> [TASK PROMPT] Could you copy every line from the material below in which "gate" appears?

> [SOURCE MATERIAL]
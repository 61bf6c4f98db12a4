use async_trait::async_trait;
use serde::{Deserialize, Serialize};

use crate::database::manager::DatabaseError;

/// One user's relationship to one group
#[derive(Debug, Clone, PartialEq, Eq, Serialize, Deserialize)]
pub struct Membership {
    pub username: String,
    pub group_id: i32,
    pub is_group_admin: bool,
}

/// Persisted source of truth for "is user X an admin of group Y".
///
/// Reads are not linearized against concurrent membership writes; a check
/// that races a revoke may still observe the old row.
#[async_trait]
pub trait MembershipAuthority: Send + Sync {
    async fn find_membership(
        &self,
        username: &str,
        group_id: i32,
    ) -> Result<Option<Membership>, DatabaseError>;
}
use axum::{
    extract::{Path, Request, State},
    http::HeaderMap,
    middleware::Next,
    response::Response,
};
use serde::Deserialize;

use crate::auth::{gate, Identity};
use crate::error::ApiError;
use crate::state::AppState;

/// Path parameter naming the group a request acts on
#[derive(Debug, Deserialize)]
pub struct GroupPath {
    pub group_id: i32,
}

/// Reads a bearer token and, when it verifies, attaches the caller's
/// `Identity` to the request. Missing or bad tokens leave the request
/// anonymous; this layer never rejects on its own.
pub async fn authenticate(State(state): State<AppState>, mut request: Request, next: Next) -> Response {
    let identity = extract_bearer_token(request.headers()).and_then(|token| {
        state
            .codec
            .verify(token)
            .map_err(|e| tracing::debug!("Ignoring bearer token: {}", e))
            .ok()
    });

    if let Some(identity) = identity {
        tracing::debug!("Authenticated '{}' (admin: {})", identity.username, identity.is_admin);
        request.extensions_mut().insert(identity);
    }

    next.run(request).await
}

pub async fn ensure_logged_in(request: Request, next: Next) -> Result<Response, ApiError> {
    gate::require_logged_in(request.extensions().get::<Identity>())?;
    Ok(next.run(request).await)
}

pub async fn ensure_site_admin(request: Request, next: Next) -> Result<Response, ApiError> {
    if let Err(e) = gate::require_site_admin(request.extensions().get::<Identity>()) {
        tracing::warn!("Site admin required for {} {}", request.method(), request.uri().path());
        return Err(e.into());
    }
    Ok(next.run(request).await)
}

pub async fn ensure_group_admin(
    State(state): State<AppState>,
    Path(path): Path<GroupPath>,
    request: Request,
    next: Next,
) -> Result<Response, ApiError> {
    let identity = request.extensions().get::<Identity>().cloned();

    if let Err(e) =
        gate::require_group_admin(identity.as_ref(), path.group_id, state.memberships.as_ref()).await
    {
        tracing::warn!(
            "Group {} admin required for {} {}",
            path.group_id,
            request.method(),
            request.uri().path()
        );
        return Err(e.into());
    }

    Ok(next.run(request).await)
}

/// Extract the token from `Authorization: Bearer <token>`
fn extract_bearer_token(headers: &HeaderMap) -> Option<&str> {
    let auth_str = headers.get("authorization")?.to_str().ok()?;
    let token = auth_str.strip_prefix("Bearer ")?.trim();
    if token.is_empty() {
        None
    } else {
        Some(token)
    }
}

#[cfg(test)]
mod tests {
    use super::*;
    use axum::http::HeaderValue;

    #[test]
    fn bearer_token_extraction() {
        let mut headers = HeaderMap::new();
        assert_eq!(extract_bearer_token(&headers), None);

        headers.insert("authorization", HeaderValue::from_static("Bearer abc.def.ghi"));
        assert_eq!(extract_bearer_token(&headers), Some("abc.def.ghi"));

        headers.insert("authorization", HeaderValue::from_static("Bearer   "));
        assert_eq!(extract_bearer_token(&headers), None);

        headers.insert("authorization", HeaderValue::from_static("Basic dTE6cHc="));
        assert_eq!(extract_bearer_token(&headers), None);
    }
}
use axum::{
    http::HeaderValue,
    middleware::{from_fn, from_fn_with_state},
    routing::{delete, get, patch, post},
    Router,
};
use tower_http::{
    cors::{Any, CorsLayer},
    trace::TraceLayer,
};

use crate::handlers::{auth, groups, health, members};
use crate::middleware::{authenticate, ensure_group_admin, ensure_logged_in, ensure_site_admin};
use crate::state::AppState;

/// Full HTTP surface. Every request passes through `authenticate` first;
/// the gate stages a route needs are attached to its sub-router.
pub fn app(state: AppState) -> Router {
    let router = Router::new()
        .merge(public_routes())
        .merge(logged_in_routes())
        .merge(site_admin_routes())
        .merge(group_admin_routes(state.clone()))
        .layer(from_fn_with_state(state.clone(), authenticate))
        .layer(cors_layer(&state.config.security.cors_origins));

    let router = if state.config.api.enable_request_logging {
        router.layer(TraceLayer::new_for_http())
    } else {
        router
    };

    router.with_state(state)
}

fn public_routes() -> Router<AppState> {
    Router::new()
        .route("/health", get(health::health))
        .route("/groups", get(groups::list))
        .route("/groups/:group_id", get(groups::get))
        .route("/members", get(members::list))
        .route("/members/:id", get(members::get))
}

fn logged_in_routes() -> Router<AppState> {
    Router::new()
        .route("/auth/whoami", get(auth::whoami))
        .route("/groups", post(groups::create))
        .route_layer(from_fn(ensure_logged_in))
}

fn site_admin_routes() -> Router<AppState> {
    Router::new()
        .route("/members/:id", delete(members::remove_by_id))
        .route_layer(from_fn(ensure_site_admin))
        .route_layer(from_fn(ensure_logged_in))
}

fn group_admin_routes(state: AppState) -> Router<AppState> {
    Router::new()
        .route("/groups/:group_id", patch(groups::update).delete(groups::remove))
        .route("/groups/:group_id/members", post(members::add))
        .route(
            "/groups/:group_id/members/:username",
            patch(members::update).delete(members::remove),
        )
        // Last added runs first: logged in, then group admin
        .route_layer(from_fn_with_state(state, ensure_group_admin))
        .route_layer(from_fn(ensure_logged_in))
}

fn cors_layer(origins: &[String]) -> CorsLayer {
    let layer = CorsLayer::new().allow_methods(Any).allow_headers(Any);

    if origins.iter().any(|o| o == "*") {
        return layer.allow_origin(Any);
    }

    let origins: Vec<HeaderValue> = origins
        .iter()
        .filter_map(|o| match o.parse::<HeaderValue>() {
            Ok(v) => Some(v),
            Err(_) => {
                tracing::warn!("Ignoring invalid CORS origin: {}", o);
                None
            }
        })
        .collect();
    layer.allow_origin(origins)
}
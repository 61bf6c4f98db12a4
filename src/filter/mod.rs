pub mod error;
pub mod filter_where;
pub mod types;

pub use error::FilterError;
pub use filter_where::FilterWhere;
pub use types::*;
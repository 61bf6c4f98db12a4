pub mod commands;
pub mod utils;

use clap::{Parser, Subcommand};
use serde::{Deserialize, Serialize};

use crate::config::AppConfig;

#[derive(Parser)]
#[command(name = "social-saver")]
#[command(about = "Social Saver - groups saving toward a shared goal")]
#[command(version)]
pub struct Cli {
    #[arg(long, global = true, help = "Output in JSON format")]
    pub json: bool,

    #[command(subcommand)]
    pub command: Option<Commands>,
}

#[derive(Subcommand)]
pub enum Commands {
    #[command(about = "Run the HTTP API (default)")]
    Serve {
        #[arg(long, help = "Port to listen on, overriding PORT / SAVER_API_PORT")]
        port: Option<u16>,
    },

    #[command(about = "Issue a signed token for a user")]
    Token {
        #[arg(long, help = "Username the token identifies")]
        username: String,
        #[arg(long, help = "Mark the token as a site admin")]
        admin: bool,
    },
}

#[derive(Debug, Clone, Serialize, Deserialize)]
pub enum OutputFormat {
    Text,
    Json,
}

impl OutputFormat {
    pub fn from_cli(cli: &Cli) -> Self {
        if cli.json {
            OutputFormat::Json
        } else {
            OutputFormat::Text
        }
    }
}

pub async fn run(cli: Cli) -> anyhow::Result<()> {
    let output_format = OutputFormat::from_cli(&cli);
    let config = AppConfig::from_env()?;

    match cli.command.unwrap_or(Commands::Serve { port: None }) {
        Commands::Serve { port } => commands::serve::handle(config, port).await,
        Commands::Token { username, admin } => {
            commands::token::handle(&config, &username, admin, output_format)
        }
    }
}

> [COMPLETED TASK]
use crate::auth::{gate, Identity};
    gate::require_logged_in(request.extensions().get::<Identity>())?;
    if let Err(e) = gate::require_site_admin(request.extensions().get::<Identity>()) {
        gate::require_group_admin(identity.as_ref(), path.group_id, state.memberships.as_ref()).await
/// the gate stages a route needs are attached to its sub-router.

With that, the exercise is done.